ちょっと真面目チョット皮肉 165
石山祐二*
図 1 すべての柱が水平力を負担する構造
図 1 は建築物の平面を模式的に示している。日本では、一般にすべての柱には X, Y 方向に梁が剛に接合され、図 1 の柱■すべてが水平力(地震力や風圧力)F に抵抗するラーメン構造として設計する。しかし、米国では、特に鉄骨造の場合、柱と梁は水平力を負担させる部分のみを剛に接合し、その他はピン接合とするのが一般的である。例えば、図 2 では 1 通と 6 通の柱■のみが矢印の水平力 F に抵抗するとして設計することが多い(□は直交方向の水平力に抵抗する柱、○は床を支える柱である)。
図 2 水平力を負担する柱■とそれ以外の柱□と○
図 2 において、水平力 F が作用すると、その力は床スラブの面内力 S として伝達され、それに抵抗するのが 1 通と 6 通の柱である。このため、床は積載荷重を支える他に水平力を端部の柱まで伝達させるという重要な役割があり、これをダイヤフラムという。
図 3 ダイヤフラム 1、コード 2、コレクター 3
(構造壁 4、ダイヤフラムの幅 D、水平力 F、ダイヤフラムの
スパン L、左右端の変位 d1, d2、ダイヤフラムの変形 dd )
図 3 において、1 がダイヤフラムで、その幅 D が小さいと、水平力 F によってコード 2 には大きな引張力または圧縮力が作用する。柱と柱(壁の場合もある)の間は水平力を伝達する重要な部分となり、これがコレクター 3 である。米国では水平力を負担する部材(図 3では構造壁 4)まで水平力を伝達するために必要なダイヤフラム、コレクター、コードなどについて、日本にはない規定がある。日本では,すべての柱が水平力を負担するので,鉄筋コンクリート造の床がある場合には、水平力の伝達について特別な検討は不要である(鉄骨造体育館の屋根のような架構では、水平力の伝達について検討する必要がある)。

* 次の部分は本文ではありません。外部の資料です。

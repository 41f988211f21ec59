// This Source Code Form is subject to the terms of the Mozilla Public
// License, v. 2.0. If a copy of the MPL was not distributed with this
// file, You can obtain one at https://mozilla.org/MPL/2.0/.

//! Link allocation, lookup and teardown (spec.md §4.8, C9).
//!
//! A link's invariant — "while the link exists, its adapter exists" — is
//! enforced structurally: [`Link`] owns its `Arc<dyn Adapter>` for its
//! entire lifetime, and [`LinkManager::destroy_link`] is the only way to
//! drop that reference.

use std::collections::HashMap;
use std::sync::atomic::{AtomicBool, AtomicU32, Ordering};
use std::sync::{Arc, Mutex};

use adapter::Adapter;
use thiserror::Error;

#[derive(Debug, Error, PartialEq, Eq)]
#[error("link {0} not found")]
pub struct LinkNotFound(pub u32);

pub struct Link {
    pub lid: u32,
    pub client_id: i32,
    pub device_name: String,
    pub adapter: Arc<dyn Adapter>,
    has_lock: AtomicBool,
}

impl Link {
    pub fn has_lock(&self) -> bool {
        self.has_lock.load(Ordering::SeqCst)
    }

    pub fn set_has_lock(&self, value: bool) {
        self.has_lock.store(value, Ordering::SeqCst);
    }
}

/// Allocates `lid` from a monotonically increasing counter starting at 1;
/// a given `lid` is never reused within the process (spec.md §3).
#[derive(Default)]
pub struct LinkManager {
    next_lid: AtomicU32,
    links: Mutex<HashMap<u32, Arc<Link>>>,
}

impl LinkManager {
    pub fn new() -> Self {
        Self { next_lid: AtomicU32::new(1), links: Mutex::new(HashMap::new()) }
    }

    pub fn create_link(&self, device_name: String, adapter: Arc<dyn Adapter>, client_id: i32) -> Arc<Link> {
        let lid = self.next_lid.fetch_add(1, Ordering::SeqCst);
        let link = Arc::new(Link {
            lid,
            client_id,
            device_name,
            adapter,
            has_lock: AtomicBool::new(false),
        });
        self.links.lock().unwrap().insert(lid, link.clone());
        link
    }

    pub fn destroy_link(&self, lid: u32) -> Result<Arc<Link>, LinkNotFound> {
        self.links.lock().unwrap().remove(&lid).ok_or(LinkNotFound(lid))
    }

    pub fn get(&self, lid: u32) -> Result<Arc<Link>, LinkNotFound> {
        self.links.lock().unwrap().get(&lid).cloned().ok_or(LinkNotFound(lid))
    }

    /// All links currently bound to `device_name`, used during cleanup.
    pub fn find_by_device(&self, device_name: &str) -> Vec<Arc<Link>> {
        self.links
            .lock()
            .unwrap()
            .values()
            .filter(|link| link.device_name == device_name)
            .cloned()
            .collect()
    }

    pub fn len(&self) -> usize {
        self.links.lock().unwrap().len()
    }

    pub fn is_empty(&self) -> bool {
        self.len() == 0
    }
}

#[cfg(test)]
mod tests {
    use super::*;
    use async_trait::async_trait;

    struct Stub;

    #[async_trait]
    impl Adapter for Stub {
        async fn acquire(&self) -> Result<(), adapter::AdapterError> {
            Ok(())
        }
        async fn release(&self) {}
        async fn write(&self, data: &[u8]) -> Result<usize, adapter::AdapterError> {
            Ok(data.len())
        }
        async fn read(&self, _max_bytes: usize) -> Result<Vec<u8>, adapter::AdapterError> {
            Ok(Vec::new())
        }
        fn requires_lock(&self) -> bool {
            false
        }
    }

    #[test]
    fn lids_are_monotonic_and_never_reused() {
        let mgr = LinkManager::new();
        let a = mgr.create_link("dev".into(), Arc::new(Stub), 1);
        let b = mgr.create_link("dev".into(), Arc::new(Stub), 1);
        assert_eq!(a.lid, 1);
        assert_eq!(b.lid, 2);
        mgr.destroy_link(a.lid).unwrap();
        let c = mgr.create_link("dev".into(), Arc::new(Stub), 1);
        assert_eq!(c.lid, 3);
    }

    #[test]
    fn destroying_unknown_link_is_not_found() {
        let mgr = LinkManager::new();
        assert_eq!(mgr.destroy_link(42), Err(LinkNotFound(42)));
    }

    #[test]
    fn find_by_device_filters_correctly() {
        let mgr = LinkManager::new();
        let a = mgr.create_link("dev-a".into(), Arc::new(Stub), 1);
        let _b = mgr.create_link("dev-b".into(), Arc::new(Stub), 1);
        let found = mgr.find_by_device("dev-a");
        assert_eq!(found.len(), 1);
        assert_eq!(found[0].lid, a.lid);
    }
}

日米の以上のような差異は以前からの工学的慣習によっていると思われ、簡単に優劣は付けられない。日本の方が接合は複雑で建設費は高くなるが、構造的な粘りは大きくなる。逆に、米国の方が接合部は簡単で経済的であるが、構造的な粘りは小さいといえるであろう。
さて、2001 年にテロリストが乗っ取ったジェット旅客機がニューヨークの世界貿易センター( 110 階建、高さ 411m)に衝突した。その後、火災が発生し、このビルは 2 棟とも 1~2 時間後に完全に崩壊し、多数の人命が失われた。この構造は図 2 を超高層に利用したチューブ構造であった。航空機の衝突のような事象は、建築物の設計には考慮されないのが通常であるが、ISOの「構造物の信頼性に関する一般原則」の中では、通常は生じないような作用を偶発作用(accidental action)、想定外と思われることが起こっても容易には崩壊しない性能を構造健全性(structural integrity)といっている。人知の及ばない事象はこれからも起こり得る。構造物の設計には、(法令を守っても)経済性を優先するばかりでなく、構造健全性も忘れてはならないと思っている。